* _Work request_: Take each line of the listing that has the string "GridParseError" and report it.
***
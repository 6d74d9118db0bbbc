use {
    glam::IVec2,
    static_assertions::const_assert,
    std::{
        fmt::{Debug, DebugList, Formatter, Result as FmtResult},
        iter::Peekable,
        mem::transmute,
        str::Lines,
    },
    strum::{EnumCount, EnumIter, IntoEnumIterator},
};

/// An orthogonal direction on a 2D grid, with y growing southward
#[derive(Copy, Clone, Debug, EnumCount, EnumIter, PartialEq)]
#[repr(u8)]
pub enum Direction {
    North,
    East,
    South,
    West,
}

const VECS: [IVec2; Direction::COUNT] = [IVec2::NEG_Y, IVec2::X, IVec2::Y, IVec2::NEG_X];

// This guarantees we can safely convert from `u8` to `Direction` by masking the smallest 2 bits
const_assert!(Direction::COUNT == 4_usize);

impl Direction {
    const U8_MASK: u8 = Self::COUNT as u8 - 1_u8;
    const HALF_COUNT: u8 = Self::COUNT as u8 / 2_u8;

    #[inline]
    pub const fn vec(self) -> IVec2 {
        VECS[self as usize]
    }

    #[inline]
    pub const fn from_u8(value: u8) -> Self {
        // SAFETY: See `const_assert` above
        unsafe { transmute(value & Self::U8_MASK) }
    }

    /// The next direction clockwise
    #[inline]
    pub const fn next(self) -> Self {
        Self::from_u8(self as u8 + 1_u8)
    }

    /// The opposite direction
    #[inline]
    pub const fn rev(self) -> Self {
        Self::from_u8(self as u8 + Self::HALF_COUNT)
    }
}

pub struct SideLen(pub usize);

impl From<SideLen> for IVec2 {
    fn from(side_len: SideLen) -> Self {
        IVec2::new(side_len.0 as i32, side_len.0 as i32)
    }
}

pub struct Grid2D<T> {
    cells: Vec<T>,

    /// Should only contain unsigned values, but is signed for ease of use for iterating
    dimensions: IVec2,
}

impl<T> Grid2D<T> {
    pub fn try_from_cells_and_width(cells: Vec<T>, width: usize) -> Option<Self> {
        let cells_len: usize = cells.len();

        (width != 0_usize && cells_len % width == 0_usize).then(|| Self {
            cells,
            dimensions: IVec2::new(width as i32, (cells_len / width) as i32),
        })
    }

    #[cfg(test)]
    pub fn empty(dimensions: IVec2) -> Self {
        Self {
            cells: Vec::new(),
            dimensions,
        }
    }

    pub fn allocate(dimensions: IVec2) -> Self {
        Self {
            cells: Vec::with_capacity((dimensions.x * dimensions.y) as usize),
            dimensions,
        }
    }

    #[inline]
    pub fn cells(&self) -> &[T] {
        &self.cells
    }

    #[inline]
    pub fn dimensions(&self) -> IVec2 {
        self.dimensions
    }

    #[inline]
    pub fn contains(&self, pos: IVec2) -> bool {
        pos.cmpge(IVec2::ZERO).all() && pos.cmplt(self.dimensions).all()
    }

    #[inline]
    pub fn index_from_pos(&self, pos: IVec2) -> usize {
        pos.y as usize * self.dimensions.x as usize + pos.x as usize
    }

    pub fn try_index_from_pos(&self, pos: IVec2) -> Option<usize> {
        self.contains(pos).then(|| self.index_from_pos(pos))
    }

    #[inline(always)]
    pub fn max_dimensions(&self) -> IVec2 {
        self.dimensions - IVec2::ONE
    }

    pub fn get(&self, pos: IVec2) -> Option<&T> {
        self.try_index_from_pos(pos)
            .map(|index: usize| &self.cells[index])
    }

    pub fn get_mut(&mut self, pos: IVec2) -> Option<&mut T> {
        self.try_index_from_pos(pos)
            .map(|index: usize| &mut self.cells[index])
    }
}

impl<T: Debug> Debug for Grid2D<T> {
    fn fmt(&self, f: &mut Formatter<'_>) -> FmtResult {
        f.write_str("Grid2D")?;
        let mut y_list: DebugList = f.debug_list();

        for y in 0_i32..self.dimensions.y {
            let start: usize = (y * self.dimensions.x) as usize;

            y_list.entry(&&self.cells[start..(start + self.dimensions.x as usize)]);
        }

        y_list.finish()
    }
}

impl<T: Default> Grid2D<T> {
    pub fn default(dimensions: IVec2) -> Self {
        let capacity: usize = (dimensions.x * dimensions.y) as usize;
        let mut cells: Vec<T> = Vec::with_capacity(capacity);

        cells.resize_with(capacity, T::default);

        Self { cells, dimensions }
    }
}

impl<T: PartialEq> PartialEq for Grid2D<T> {
    fn eq(&self, other: &Self) -> bool {
        self.dimensions == other.dimensions && self.cells == other.cells
    }
}

#[allow(dead_code)]
#[derive(Debug, PartialEq)]
pub enum GridParseError<'s, E> {
    NoInitialToken,
    IsNotAscii(&'s str),
    InvalidLength { line: &'s str, expected_len: usize },
    CellParseError(E),
}

impl<'s, E, T: TryFrom<char, Error = E>> TryFrom<&'s str> for Grid2D<T> {
    type Error = GridParseError<'s, E>;

    fn try_from(grid_str: &'s str) -> Result<Self, Self::Error> {
        use GridParseError as Error;

        let mut grid_line_iter: Peekable<Lines> = grid_str.lines().peekable();

        let side_len: usize = grid_line_iter.peek().ok_or(Error::NoInitialToken)?.len();

        let mut grid: Grid2D<T> = Grid2D::allocate(SideLen(side_len).into());
        let mut lines: usize = 0_usize;

        for grid_line_str in grid_line_iter {
            if !grid_line_str.is_ascii() {
                return Err(Error::IsNotAscii(grid_line_str));
            }

            if grid_line_str.len() != side_len {
                return Err(Error::InvalidLength {
                    line: grid_line_str,
                    expected_len: side_len,
                });
            }

            for cell_char in grid_line_str.chars() {
                grid.cells
                    .push(cell_char.try_into().map_err(Error::CellParseError)?);
            }

            lines += 1_usize;
        }

        if lines != side_len {
            grid.dimensions.y = lines as i32;
        }

        Ok(grid)
    }
}

pub struct CellIter2D {
    curr: IVec2,
    end: IVec2,
    dir: Direction,
}

impl CellIter2D {
    /// Iterates along the edge of the grid that `dir` points away from, such that following each
    /// yielded position with `dir.next()` sweeps a full row or column
    pub fn corner<T>(grid: &Grid2D<T>, dir: Direction) -> Self {
        let dir_vec: IVec2 = dir.vec();
        let curr: IVec2 = (-grid.dimensions() * (dir_vec + dir_vec.perp()))
            .clamp(IVec2::ZERO, grid.max_dimensions());

        Self::until_boundary(grid, curr, dir)
    }

    pub fn until_boundary<T>(grid: &Grid2D<T>, curr: IVec2, dir: Direction) -> Self {
        let dir_vec: IVec2 = dir.vec();
        let end: IVec2 = (curr + dir_vec * grid.dimensions())
            .clamp(IVec2::ZERO, grid.max_dimensions())
            + dir_vec;

        Self { curr, end, dir }
    }
}

impl Iterator for CellIter2D {
    type Item = IVec2;

    fn next(&mut self) -> Option<Self::Item> {
        if self.curr != self.end {
            let prev: IVec2 = self.curr;

            self.curr += self.dir.vec();

            Some(prev)
        } else {
            None
        }
    }
}

/// Runs a stateful visitor along every row and column of a grid, once per direction, accumulating
/// results into a new grid of the same dimensions
///
/// The visitor is re-initialized through `Default` at the start of each row or column, and
/// `rev_dir` looks back the way the sweep came.
pub trait GridVisitor: Default + Sized {
    type Old;
    type New: Default;

    fn visit_cell(
        &mut self,
        new: &mut Self::New,
        old: &Self::Old,
        old_grid: &Grid2D<Self::Old>,
        rev_dir: Direction,
        pos: IVec2,
    );

    fn visit_grid(old_grid: &Grid2D<Self::Old>) -> Grid2D<Self::New> {
        let mut new_grid: Grid2D<Self::New> = Grid2D::default(old_grid.dimensions());

        for dir in Direction::iter() {
            let row_dir: Direction = dir.next();
            let rev_dir: Direction = row_dir.rev();

            for row_pos in CellIter2D::corner(old_grid, dir) {
                let mut grid_visitor: Self = Self::default();

                for pos in CellIter2D::until_boundary(old_grid, row_pos, row_dir) {
                    grid_visitor.visit_cell(
                        new_grid.get_mut(pos).unwrap(),
                        old_grid.get(pos).unwrap(),
                        old_grid,
                        rev_dir,
                        pos,
                    );
                }
            }
        }

        new_grid
    }
}

#[cfg(test)]
mod tests {
    use super::*;

    #[test]
    fn test_corner() {
        let grid: Grid2D<()> = Grid2D::empty(SideLen(5_usize).into());

        assert_eq!(
            Direction::iter()
                .flat_map(|dir: Direction| -> CellIter2D { CellIter2D::corner(&grid, dir) })
                .map(|pos: IVec2| -> usize { grid.index_from_pos(pos) })
                .collect::<Vec<usize>>(),
            vec![
                20, 15, 10, 5, 0, // North
                0, 1, 2, 3, 4, // East
                4, 9, 14, 19, 24, // South
                24, 23, 22, 21, 20 // West
            ]
        );
    }
}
***
* _Answer section_:
pub enum GridParseError<'s, E> {
    type Error = GridParseError<'s, E>;
        use GridParseError as Error;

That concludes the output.